Nonalcoholic steatohepatitis (NASH) is a common chronic liver disease that is increasingly prevalent worldwide. Liver inflammation is an important contributor to disease progression from nonalcoholic fatty liver (NAFL) to NASH, but there is a lack of efficient therapies. In the current study we evaluated the therapeutic potential of givinostat, a histone deacetylase (HDAC) inhibitor, in the treatment of NASH in vivo and in vitro. Liver inflammation was induced in mice by feeding a methionine- and choline-deficient diet (MCD) or a fructose, palmitate, cholesterol diet (FPC). The mice were treated with givoinostat (10 mg·kg −1 ·d −1 , ip) for 8 or 10 weeks. At the end of the experiment, the livers were harvested for analysis. We showed that givoinostat administration significantly alleviated inflammation and attenuated hepatic fibrosis in MCD-induced NASH mice. RNA-seq analysis of liver tissues form MCD-fed mice revealed that givinostat potently blocked expression of inflammation-related genes and regulated a broad set of lipid metabolism-related genes.
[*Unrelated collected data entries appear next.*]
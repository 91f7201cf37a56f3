//! Creation/Edit Modal State
//!
//! A draft is private to its modal. Nothing in it reaches a view's list until
//! the server confirms a submit, so opening and cancelling is always a no-op
//! for the list underneath.

use crate::models::Entity;
use crate::mutation::replace_entry;

#[derive(Debug, Clone, PartialEq, Default)]
pub struct Draft<T> {
    open: bool,
    /// Id of the entry being edited; `None` when creating
    editing: Option<String>,
    pub value: T,
    pub error: Option<String>,
}

impl<T: Default> Draft<T> {
    /// Open a blank or pre-filled draft for a new entry
    pub fn create(value: T) -> Self {
        Self { open: true, editing: None, value, error: None }
    }

    /// Open a draft pre-filled from an existing entry
    pub fn edit(id: impl Into<String>, value: T) -> Self {
        Self { open: true, editing: Some(id.into()), value, error: None }
    }

    /// Close and discard everything typed so far
    pub fn cancel(&mut self) {
        *self = Self::default();
    }

    pub fn is_open(&self) -> bool {
        self.open
    }

    pub fn editing(&self) -> Option<&str> {
        self.editing.as_deref()
    }

    /// The value to send, or `None` once the draft has been closed
    pub fn submission(&self) -> Option<&T> {
        self.open.then_some(&self.value)
    }

    /// Fold the server's confirmed copy into `list`: an edited entry is
    /// replaced in place, a new one is appended.
    pub fn merge_saved<E: Entity>(&self, list: &mut Vec<E>, saved: E) {
        match self.editing() {
            Some(_) => {
                replace_entry(list, saved);
            }
            None => list.push(saved),
        }
    }
}

#[cfg(test)]
mod tests {
    use super::*;
    use crate::error::{ApiError, ApiResult};
    use crate::models::{ContactDraft, Deal, DealDraft, DealStage};
    use crate::mutation::{commit, Alert};

    struct Quiet;

    impl Alert for Quiet {
        fn alert(&self, _message: &str) {}
    }

    fn deal(id: &str, title: &str) -> Deal {
        Deal {
            id: id.into(),
            title: title.into(),
            value: 10.0,
            stage: DealStage::Lead,
            contact_id: "c1".into(),
            created_at: String::new(),
        }
    }

    /// Submit the way the deal modal does: send only an open draft and merge
    /// only what the server confirmed. Returns whether a request was made.
    async fn save(draft: &Draft<DealDraft>, list: &mut Vec<Deal>, response: ApiResult<Deal>) -> bool {
        let Some(_body) = draft.submission() else {
            return false;
        };
        let _ = commit(async { response }, &Quiet, "Failed to save deal", |saved| {
            draft.merge_saved(list, saved)
        })
        .await;
        true
    }

    #[tokio::test]
    async fn test_cancelled_drafts_never_reach_the_list() {
        let mut list = vec![deal("1", "Existing")];
        let snapshot = list.clone();

        for _ in 0..3 {
            let mut draft = Draft::create(DealDraft::default());
            draft.value.title = "Typed but never saved".into();
            draft.cancel();
            assert!(!draft.is_open());
            assert_eq!(draft.value, DealDraft::default());
            assert!(!save(&draft, &mut list, Ok(deal("2", "Typed but never saved"))).await);
        }
        assert_eq!(list, snapshot);
    }

    #[tokio::test]
    async fn test_only_confirmed_saves_change_the_list() {
        let mut list = vec![deal("1", "Existing")];
        let snapshot = list.clone();

        let draft = Draft::create(DealDraft { title: "New".into(), ..DealDraft::default() });
        let failure = Err(ApiError::from_response(500, r#"{"detail":"db down"}"#));
        assert!(save(&draft, &mut list, failure).await);
        assert_eq!(list, snapshot);

        assert!(save(&draft, &mut list, Ok(deal("2", "New"))).await);
        assert_eq!(list.len(), 2);
        assert_eq!(list[1].title, "New");

        let edit = Draft::edit("1", DealDraft::from(&list[0]));
        assert!(save(&edit, &mut list, Ok(deal("1", "Renamed"))).await);
        assert_eq!(list.len(), 2);
        assert_eq!(list[0].title, "Renamed");
    }

    #[test]
    fn test_edit_tracks_target() {
        let draft = Draft::edit("d-7", ContactDraft::default());
        assert!(draft.is_open());
        assert_eq!(draft.editing(), Some("d-7"));
        assert_eq!(Draft::create(ContactDraft::default()).editing(), None);
    }
}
In human hepatocellular carcinoma cell line HepG2 and human derived fetal hepatocyte cell line L02, givinostat significantly decreased palmitic acid-induced intracellular lipid accumulation. The benefit of givinostat was further confirmed in FPC-induced NASH mice. Givinostat administration significantly attenuated hepatic steatosis, inflammation as well as liver injury in this mouse model. In conclusion, givinostat is efficacious in reversing diet-induced NASH, and may serve as a therapeutic agent for the treatment of human NASH.